Bruckhaus Westrick Freshfields will einsteigen

Die nächste Grossfusion unter den Juristen läuft an: Die 370 Anwälte von Bruckhaus Westrick Heller Loeber sollen künftig in einer gemeinsamen Sozietät mit der britischen Freshfields arbeiten.

Frankfurt / London - Die große britische Anwaltssozietät Freshfields und die Nummer zwei in Deutschland, Bruckhaus Westrick Heller Löber, wollen sich möglicherweise bereits Ende des Monats zusammenschließen. Beide Kanzleien zusammen bringen rund 1.850 Anwälte in 30 Standorten und 18 Ländern zusammen. Das berichtet das "Wall Street Journal Europe".

Freshfields zählt zu den fünf wichtigsten Sozietäten in London und sucht seit längerem ein Standbein am Finanzplatz Frankfurt. Der deutsche Markt ist aufgrund der zunehmenden Fusionen und Übernahmen sowie der geplanten Erleichterungen beim Verkauf von Beteiligungen ein attraktives Gebiet für Anwälte.

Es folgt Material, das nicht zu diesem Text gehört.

//! Workspace identity resolution
//!
//! The editor namespaces per-workspace state under a directory named after a
//! digest of the workspace path. This module derives that digest, locates the
//! workspace's `state.vscdb`, and enumerates every workspace that has one.
//!
//! ## Identity
//!
//! ```text
//! /Users/Ada/Project/  ──canonicalize──►  /users/ada/project
//!                      ──sha256──────────► 9c1f…(64 hex)
//!                      ──truncate────────► 9c1f…(32 hex)  = workspace id
//! ```
//!
//! Canonicalization is lexical: the path does not need to exist, symlinks are
//! not followed, and the result is case-insensitive.

use crate::db::{validate_database_file, DATABASE_FILE_NAME};
use crate::error::{Error, Result};
use crate::platform::PlatformResolver;
use crate::types::WorkspaceInfo;
use sha2::{Digest, Sha256};
use std::collections::HashMap;
use std::path::{Path, PathBuf};
use std::sync::{Arc, Mutex, MutexGuard, PoisonError};
use std::time::SystemTime;

/// Length of a workspace id in hex characters
pub const WORKSPACE_ID_LEN: usize = 32;

/// Marker file the editor writes next to each workspace database
const WORKSPACE_MARKER: &str = "workspace.json";

// ============================================
// Host capability
// ============================================

/// Supplies the root directory of the workspace currently open in the host.
///
/// The core never asks the editor directly; the surrounding application
/// provides an implementation.
pub trait WorkspaceProvider: Send + Sync {
    /// Current workspace root, or `None` when no folder is open.
    fn workspace_root(&self) -> Option<PathBuf>;
}

/// A provider that always answers with the same (possibly absent) root.
#[derive(Debug, Clone, Default)]
pub struct FixedWorkspace(pub Option<PathBuf>);

impl FixedWorkspace {
    pub fn new(root: impl Into<PathBuf>) -> Self {
        Self(Some(root.into()))
    }

    pub fn none() -> Self {
        Self(None)
    }
}

impl WorkspaceProvider for FixedWorkspace {
    fn workspace_root(&self) -> Option<PathBuf> {
        self.0.clone()
    }
}

/// Treats the process working directory as the open workspace.
#[derive(Debug, Clone, Copy, Default)]
pub struct CurrentDirWorkspace;

impl WorkspaceProvider for CurrentDirWorkspace {
    fn workspace_root(&self) -> Option<PathBuf> {
        std::env::current_dir().ok()
    }
}

// ============================================
// Path canonicalization and hashing
// ============================================

fn looks_absolute(raw: &str) -> bool {
    let bytes = raw.as_bytes();
    raw.starts_with('/')
        || raw.starts_with('\\')
        || (bytes.len() >= 2 && bytes[0].is_ascii_alphabetic() && bytes[1] == b':')
}

/// Absolute, lexically normalized form of `path` with `/` separators and
/// no trailing separator. Case is preserved.
pub fn normalize_workspace_path(path: &Path) -> String {
    let raw = path.to_string_lossy().replace('\\', "/");
    let raw = if looks_absolute(&raw) {
        raw
    } else {
        match std::env::current_dir() {
            Ok(cwd) => format!("{}/{}", cwd.to_string_lossy().replace('\\', "/"), raw),
            Err(_) => raw,
        }
    };

    let rooted = raw.starts_with('/');
    let mut parts: Vec<&str> = Vec::new();
    for part in raw.split('/') {
        match part {
            "" | "." => {}
            ".." => {
                // Never pop a drive prefix
                if parts.last().is_some_and(|p| !p.ends_with(':')) {
                    parts.pop();
                }
            }
            other => parts.push(other),
        }
    }

    let joined = parts.join("/");
    if rooted {
        format!("/{}", joined)
    } else {
        joined
    }
}

/// Case-insensitive canonical form that is fed to the hash.
pub fn canonical_workspace_path(path: &Path) -> String {
    normalize_workspace_path(path).to_lowercase()
}

/// Deterministic 32-hex-character id for a workspace path.
pub fn workspace_id(path: &Path) -> String {
    let canonical = canonical_workspace_path(path);
    let digest = Sha256::digest(canonical.as_bytes());
    let mut id = hex::encode(digest);
    id.truncate(WORKSPACE_ID_LEN);
    id
}

/// Whether `id` has the shape of a workspace id.
pub fn is_workspace_id(id: &str) -> bool {
    id.len() == WORKSPACE_ID_LEN
        && id
            .chars()
            .all(|c| c.is_ascii_digit() || ('a'..='f').contains(&c))
}

// ============================================
// Resolver
// ============================================

/// Maps workspace paths to their databases, with a cache that is checked
/// against the file system on every hit.
pub struct WorkspaceResolver {
    platform: Arc<PlatformResolver>,
    cache: Mutex<HashMap<String, WorkspaceInfo>>,
}

impl WorkspaceResolver {
    pub fn new(platform: Arc<PlatformResolver>) -> Self {
        Self {
            platform,
            cache: Mutex::new(HashMap::new()),
        }
    }

    fn lock_cache(&self) -> MutexGuard<'_, HashMap<String, WorkspaceInfo>> {
        self.cache.lock().unwrap_or_else(PoisonError::into_inner)
    }

    /// Resolve a workspace directory to its database.
    ///
    /// Never fails: problems are reported through `is_valid` and `error`.
    pub async fn resolve(&self, workspace_path: &Path) -> WorkspaceInfo {
        let key = canonical_workspace_path(workspace_path);

        let cached = self.lock_cache().get(&key).cloned();
        if let Some(info) = cached {
            if tokio::fs::try_exists(&info.database_path)
                .await
                .unwrap_or(false)
            {
                tracing::debug!(workspace_id = %info.workspace_id, "Workspace cache hit");
                return info;
            }
            tracing::debug!(
                workspace_id = %info.workspace_id,
                "Cached workspace database vanished, re-resolving"
            );
            self.lock_cache().remove(&key);
        }

        let info = self.compute(workspace_path).await;
        if info.is_valid {
            self.lock_cache().insert(key, info.clone());
        }
        info
    }

    async fn compute(&self, workspace_path: &Path) -> WorkspaceInfo {
        let normalized = PathBuf::from(normalize_workspace_path(workspace_path));
        let id = workspace_id(workspace_path);

        let storage = match self.platform.storage_path().await {
            Ok(storage) => storage,
            Err(e) => {
                return WorkspaceInfo {
                    workspace_path: normalized,
                    workspace_id: id,
                    database_path: PathBuf::new(),
                    is_valid: false,
                    error: Some(e.to_string()),
                };
            }
        };

        let database_path = storage.join(&id).join(DATABASE_FILE_NAME);
        let error = validate_database_file(&database_path)
            .await
            .err()
            .map(|e| e.to_string());

        WorkspaceInfo {
            workspace_path: normalized,
            workspace_id: id,
            database_path,
            is_valid: error.is_none(),
            error,
        }
    }

    /// Resolve the workspace the host reports as open.
    ///
    /// Fails when the host has no workspace; it never guesses one.
    pub async fn resolve_current(&self, provider: &dyn WorkspaceProvider) -> Result<WorkspaceInfo> {
        let root = provider
            .workspace_root()
            .filter(|p| !p.as_os_str().is_empty())
            .ok_or_else(|| Error::Resolution("no workspace folder is open".to_string()))?;
        Ok(self.resolve(&root).await)
    }

    /// Look a workspace up by id alone. `None` when the id is malformed or
    /// its database is missing or invalid.
    pub async fn resolve_by_id(&self, id: &str) -> Option<WorkspaceInfo> {
        if !is_workspace_id(id) {
            return None;
        }
        let storage = self.platform.storage_path().await.ok()?;
        let dir = storage.join(id);
        let database_path = dir.join(DATABASE_FILE_NAME);
        validate_database_file(&database_path).await.ok()?;

        Some(WorkspaceInfo {
            workspace_path: read_workspace_marker(&dir).await.unwrap_or(dir),
            workspace_id: id.to_string(),
            database_path,
            is_valid: true,
            error: None,
        })
    }

    /// Every workspace under the storage root with a valid database, most
    /// recently modified first.
    pub async fn discover(&self) -> Result<Vec<WorkspaceInfo>> {
        let storage = self.platform.storage_path().await?;
        let pattern = format!(
            "{}/*/{}",
            glob::Pattern::escape(&storage.to_string_lossy()),
            DATABASE_FILE_NAME
        );

        let entries = glob::glob(&pattern)
            .map_err(|e| Error::Resolution(format!("invalid discovery pattern: {}", e)))?;

        let mut found: Vec<(SystemTime, WorkspaceInfo)> = Vec::new();
        for database_path in entries.flatten() {
            let Some(dir) = database_path.parent().map(Path::to_path_buf) else {
                continue;
            };
            let id = dir
                .file_name()
                .map(|n| n.to_string_lossy().to_string())
                .unwrap_or_default();

            if let Err(e) = validate_database_file(&database_path).await {
                tracing::debug!(error = %e, "Skipping workspace during discovery");
                continue;
            }

            let modified = tokio::fs::metadata(&database_path)
                .await
                .and_then(|m| m.modified())
                .unwrap_or(SystemTime::UNIX_EPOCH);

            found.push((
                modified,
                WorkspaceInfo {
                    workspace_path: read_workspace_marker(&dir).await.unwrap_or(dir),
                    workspace_id: id,
                    database_path,
                    is_valid: true,
                    error: None,
                },
            ));
        }

        found.sort_by(|a, b| b.0.cmp(&a.0));
        tracing::debug!(count = found.len(), "Discovered workspaces");
        Ok(found.into_iter().map(|(_, info)| info).collect())
    }

    /// Drop every cached resolution.
    pub fn clear_cache(&self) {
        self.lock_cache().clear();
    }

    pub fn cache_len(&self) -> usize {
        self.lock_cache().len()
    }
}

/// Read the folder URI the editor recorded for a workspace directory.
async fn read_workspace_marker(dir: &Path) -> Option<PathBuf> {
    let content = tokio::fs::read_to_string(dir.join(WORKSPACE_MARKER))
        .await
        .ok()?;
    let value: serde_json::Value = serde_json::from_str(&content).ok()?;
    let uri = value
        .get("folder")
        .or_else(|| value.get("workspace"))?
        .as_str()?;
    folder_uri_to_path(uri)
}

/// `file:///c%3A/src/app` → `c:/src/app`, `file:///home/ada/app` → `/home/ada/app`
fn folder_uri_to_path(uri: &str) -> Option<PathBuf> {
    let rest = uri.strip_prefix("file://")?;
    let decoded = urlencoding::decode(rest).ok()?.into_owned();
    let bytes = decoded.as_bytes();
    let path = if bytes.len() >= 3 && bytes[0] == b'/' && bytes[2] == b':' {
        decoded[1..].to_string()
    } else {
        decoded
    };
    Some(PathBuf::from(path))
}
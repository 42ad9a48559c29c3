//! Database layer for chatvault
//!
//! This module provides read-only access to the editor's per-workspace
//! SQLite store:
//! - File validation (signature check before any open attempt)
//! - Connection pooling with per-path throttling
//! - The single session lookup against the key/value table

pub mod connection;
pub mod query;

pub use connection::{ConnectionConfig, ConnectionManager, ConnectionStats, SharedConnection};
pub use query::{
    Pagination, QueryMetadata, QueryOptions, QueryResult, QueryStats, SessionQuery, SESSIONS_KEY,
};

use crate::error::{Error, Result};
use std::path::Path;
use tokio::io::AsyncReadExt;

/// Every SQLite 3 file starts with this ASCII text (followed by a NUL byte).
pub const SQLITE_SIGNATURE: &[u8; 15] = b"SQLite format 3";

/// Name of the per-workspace database inside `<storage root>/<workspace id>/`
pub const DATABASE_FILE_NAME: &str = "state.vscdb";

/// Check that `path` is an existing, readable, regular file carrying the
/// SQLite signature.
///
/// Returns the file size on success.
pub async fn validate_database_file(path: &Path) -> Result<u64> {
    let meta = match tokio::fs::metadata(path).await {
        Ok(meta) => meta,
        Err(e) if e.kind() == std::io::ErrorKind::NotFound => {
            return Err(Error::invalid_database(path, "file does not exist"));
        }
        Err(e) => return Err(Error::invalid_database(path, format!("cannot stat: {}", e))),
    };

    if !meta.is_file() {
        return Err(Error::invalid_database(path, "not a regular file"));
    }

    let mut file = tokio::fs::File::open(path)
        .await
        .map_err(|e| Error::invalid_database(path, format!("not readable: {}", e)))?;

    let mut header = [0u8; 15];
    if file.read_exact(&mut header).await.is_err() {
        return Err(Error::invalid_database(
            path,
            "file is shorter than the SQLite header",
        ));
    }
    if &header != SQLITE_SIGNATURE {
        return Err(Error::invalid_database(path, "missing SQLite signature"));
    }

    Ok(meta.len())
}

#[cfg(test)]
mod tests {
    use super::*;
    use tempfile::TempDir;

    #[tokio::test]
    async fn test_validate_real_database() {
        let dir = TempDir::new().unwrap();
        let path = dir.path().join(DATABASE_FILE_NAME);
        let conn = rusqlite::Connection::open(&path).unwrap();
        conn.execute_batch("CREATE TABLE ItemTable (key TEXT UNIQUE, value BLOB);")
            .unwrap();
        drop(conn);

        let size = validate_database_file(&path).await.unwrap();
        assert!(size > 0);
    }

    #[tokio::test]
    async fn test_validate_wrong_signature() {
        let dir = TempDir::new().unwrap();
        let path = dir.path().join(DATABASE_FILE_NAME);
        std::fs::write(&path, b"NotASQLiteFile!\0 and some more bytes").unwrap();

        let err = validate_database_file(&path).await.unwrap_err();
        assert!(err.to_string().contains("missing SQLite signature"));
    }

    #[tokio::test]
    async fn test_validate_short_file() {
        let dir = TempDir::new().unwrap();
        let path = dir.path().join(DATABASE_FILE_NAME);
        std::fs::write(&path, b"SQLite").unwrap();

        let err = validate_database_file(&path).await.unwrap_err();
        assert!(err.to_string().contains("shorter"));
    }

    #[tokio::test]
    async fn test_validate_missing_and_directory() {
        let dir = TempDir::new().unwrap();

        let missing = validate_database_file(&dir.path().join("nope.vscdb"))
            .await
            .unwrap_err();
        assert!(missing.to_string().contains("does not exist"));

        let not_file = validate_database_file(dir.path()).await.unwrap_err();
        assert!(not_file.to_string().contains("not a regular file"));
    }
}
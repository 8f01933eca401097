// SPDX-License-Identifier: MIT
// Copyright (c) 2026 Alfred Jean LLC

use crate::cli::OutputFormat;
use crate::display::format_sync_report;
use crate::error::Result;
use crate::service::FineService;
use crate::sync::Remote;

pub async fn run<R: Remote>(service: &FineService<R>, output: OutputFormat) -> Result<()> {
    let report = service.sync_with_server().await?;

    match (report, output) {
        (None, OutputFormat::Json) => println!("null"),
        (None, _) => println!("Nothing to sync in {} mode", service.mode()),
        (Some(report), OutputFormat::Json) => {
            let json = serde_json::json!({
                "reachable": report.reachable,
                "applied": report.applied,
                "retained": report.retained,
                "pulled": report.pulled,
            });
            println!("{}", serde_json::to_string_pretty(&json)?);
        }
        (Some(report), _) => println!("{}", format_sync_report(&report)),
    }
    Ok(())
}

#[cfg(test)]
#[path = "sync_tests.rs"]
mod tests;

Letzte Fusionswelle zum Jahreswechsel

Zum Jahreswechsel schlossen sich die Briten bereits mit der deutschen Sozietät Deringer Tessin Hermann & Sedemund zusammen. Zeitgleich hatte sich der Freshfields-Konkurrent Clifford Chance die deutsche Puender Volhard Weber & Axster gesichert. Die britische Lovell White Durand schloss sich im Januar mit Boesebeck Droste zusammen.